La notion d’une nébuleuse « complotiste » existe depuis toujours. Mais, à l’origine, l’idée était de traquer les personnes qui étaient supposées fomenter un complot contre le pouvoir et l’État dans le secret afin de révéler les comploteurs.
Les Templiers et la Compagnie de Jésus apparaissent comme les premiers groupes organisés accusés de mener un complot planétaire afin de dominer le monde.
La première œuvre historique qualifiée de théorie du complot porte sur la Révolution française et a été publiée à la fin du XVIIIe siècle : les Mémoires pour servir à l’histoire du jacobinisme, écrits en 1798 par l’abbé Augustin Barruel.
Plus près de notre époque, on trouve le Protocole des Sages de Sion, un texte inventé de toutes pièces par la police secrète du Tsar et publié pour la première fois en Russie en 1903. Ce faux se présente comme un plan de conquête du monde établi par les Juifs et les francs-maçons. Traduit en plusieurs langues et diffusé à l’échelle internationale dès sa parution, il devient un best-seller. Ainsi, la police tsariste était-elle chargée de traquer et d’arrêter les comploteurs juifs et francs-maçons.
Plus tard, Staline décide dès 1935 que tous ceux qui ne sont pas de son bord sont décrétés « fascistes », l’antifascisme est né et aura de très beaux jours devant lui jusqu’à aujourd’hui. Des centaines de milliers de personnes désignées comme fascistes ont ainsi été arrêtées et assassinées par Staline.
Dans la même période, Hitler et sa bande choisiront le juif d’abord comme bouc émissaire, ensuite et surtout comme ennemi à éliminer, ce qui débouchera sur l’extermination industrielle des Juifs d’Europe, la Shoah.
Ces trois exemples montrent en réalité ce qu’on appelle la fabrique de l’ennemi, car un ennemi, ça s’élabore, ça se construit, ça se façonne comme une arme redoutable de destruction massive des opposants et des dissidents. La fabrication d’un ennemi est, par conséquent, l’arme principale et fédératrice de tous les régimes autocratiques, dictatoriaux et totalitaires.
Les régimes totalitaires ont toujours désigné leurs ennemis comme des comploteurs. Mais pas comme des « complotistes », terme fourre-tout qui désigne aujourd’hui une personne dont la pensée et l’opinion non alignées dérangent le pouvoir.
Or, la fabrique de l’ennemi est un opérateur idéologique et politique à l’œuvre également dans les régimes démocratiques, le procédé est identique et occupe la même fonction de neutralisation et d’élimination des opposants et des dissidents.

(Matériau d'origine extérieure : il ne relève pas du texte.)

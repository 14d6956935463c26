// Application state module
// Read-only state shared by every connection of one server

use std::path::PathBuf;

use super::types::Config;
use crate::error::ServerError;

/// Application state
#[derive(Debug, Clone)]
pub struct AppState {
    /// Canonical serving root, resolved once at startup
    pub root: PathBuf,
    pub server_name: String,
    pub access_log: bool,
}

impl AppState {
    /// Create `AppState`, resolving the configured root against the
    /// current working directory.
    pub fn new(config: &Config) -> Result<Self, ServerError> {
        let root = std::fs::canonicalize(&config.server.root).map_err(|source| {
            ServerError::Root {
                path: config.server.root.clone(),
                source,
            }
        })?;

        Ok(Self {
            root,
            server_name: config.http.server_name.clone(),
            access_log: config.logging.access_log,
        })
    }
}
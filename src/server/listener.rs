// Listener module
// Creates the TCP listener the accept loop runs on

use socket2::{Domain, Protocol, Socket, Type};
use std::net::SocketAddr;
use tokio::net::TcpListener;

use crate::error::ServerError;

/// Pending-connection queue length passed to `listen(2)`
const BACKLOG: i32 = 128;

/// Create a non-blocking `TcpListener` bound to `addr`.
///
/// `SO_REUSEADDR` is enabled on Unix so a restarted server can bind while
/// old connections sit in `TIME_WAIT`. `SO_REUSEPORT` is left off: a
/// second server on the same port must fail to bind.
///
/// Must be called from within a Tokio runtime.
pub fn create_listener(addr: SocketAddr) -> Result<TcpListener, ServerError> {
    bind_socket(addr).map_err(|source| ServerError::Bind { addr, source })
}

fn bind_socket(addr: SocketAddr) -> std::io::Result<TcpListener> {
    let domain = if addr.is_ipv4() {
        Domain::IPV4
    } else {
        Domain::IPV6
    };

    let socket = Socket::new(domain, Type::STREAM, Some(Protocol::TCP))?;

    // On Windows SO_REUSEADDR would let another process steal the port
    #[cfg(unix)]
    socket.set_reuse_address(true)?;

    socket.set_nonblocking(true)?;
    socket.bind(&addr.into())?;
    socket.listen(BACKLOG)?;

    // Convert socket2::Socket to std::net::TcpListener, then to tokio::net::TcpListener
    let std_listener: std::net::TcpListener = socket.into();
    TcpListener::from_std(std_listener)
}
// Configuration types
// Every field has a built-in default; see `Config::load`

use serde::{Deserialize, Serialize};
use std::path::PathBuf;

pub const DEFAULT_HOST: &str = "0.0.0.0";
pub const DEFAULT_PORT: u16 = 8001;
pub const DEFAULT_ROOT: &str = ".";
pub const DEFAULT_LOG_LEVEL: &str = "info";

/// `Server` header value sent with every response
pub const DEFAULT_SERVER_NAME: &str = concat!("coi-serve/", env!("CARGO_PKG_VERSION"));

#[derive(Debug, Deserialize, Serialize, Clone, Default, PartialEq, Eq)]
pub struct Config {
    pub server: ServerConfig,
    pub http: HttpConfig,
    pub logging: LoggingConfig,
}

/// Server configuration
#[derive(Debug, Deserialize, Serialize, Clone, PartialEq, Eq)]
pub struct ServerConfig {
    pub host: String,
    pub port: u16,
    /// Directory served as `/`
    pub root: PathBuf,
    /// Tokio worker threads, defaults to the number of CPU cores
    #[serde(default)]
    pub workers: Option<usize>,
}

impl Default for ServerConfig {
    fn default() -> Self {
        Self {
            host: DEFAULT_HOST.to_string(),
            port: DEFAULT_PORT,
            root: PathBuf::from(DEFAULT_ROOT),
            workers: None,
        }
    }
}

/// HTTP response configuration
#[derive(Debug, Deserialize, Serialize, Clone, PartialEq, Eq)]
pub struct HttpConfig {
    pub server_name: String,
}

impl Default for HttpConfig {
    fn default() -> Self {
        Self {
            server_name: DEFAULT_SERVER_NAME.to_string(),
        }
    }
}

/// Logging configuration
#[derive(Debug, Deserialize, Serialize, Clone, PartialEq, Eq)]
pub struct LoggingConfig {
    /// `tracing` filter directive, e.g. `info` or `coi_serve=debug`
    pub level: String,
    /// Write one Common Log Format line per request
    pub access_log: bool,
}

impl Default for LoggingConfig {
    fn default() -> Self {
        Self {
            level: DEFAULT_LOG_LEVEL.to_string(),
            access_log: true,
        }
    }
}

Jusqu’ici rien de neuf, ces processus sont connus et ont été identifiés depuis belle lurette.
Sauf que la figure du « complotiste » est apparue dès le début de l’épidémie de Covid en occupant immédiatement la même fonction que celle utilisée par les régimes totalitaires.
Staline, Hitler et le Tsar avaient chacun une police politique et idéologique chargée de chasser, d’arrêter et de neutraliser leurs opposants désignés comme des comploteurs, des ennemis considérés comme des individus dangereux à isoler, enfermer et éliminer.
De même, les régimes démocratiques occidentaux ont trouvé leur ennemi à neutraliser : le « complotiste », une figure issue d’un néologisme récent dans les livres traitant des théories du complot (Pierre André Taguieff, les théories du complot, Que sais-je, 2021). Toutefois, l’idée et la démarche restent identiques, même si les désignés complotistes ne subissent évidemment pas le même sort que celui des comploteurs des régimes totalitaires, bien qu’il y ait déjà eu des arrestations et des gardes à vue, voire des internements psychiatriques en France.
On l’a vu depuis le début de la pandémie, tout individu contestant le dogme de la narration officielle du Covid a été désigné comme « complotiste », traqué, chassé, neutralisé, harcelé, et même parfois persécuté et exclu du champ social et professionnel par des procédés intimidants, menaçant, disqualifiants et humiliants menés par des individus rémunérés pour cette basse besogne et structurés par des associations en réseau comme des officines idéologiques parfois soutenues et sponsorisées par des fonds privés et/ou publics. Il s’agit ici tout simplement d’une mise à mort sociale et professionnelle qui ne dit pas son nom.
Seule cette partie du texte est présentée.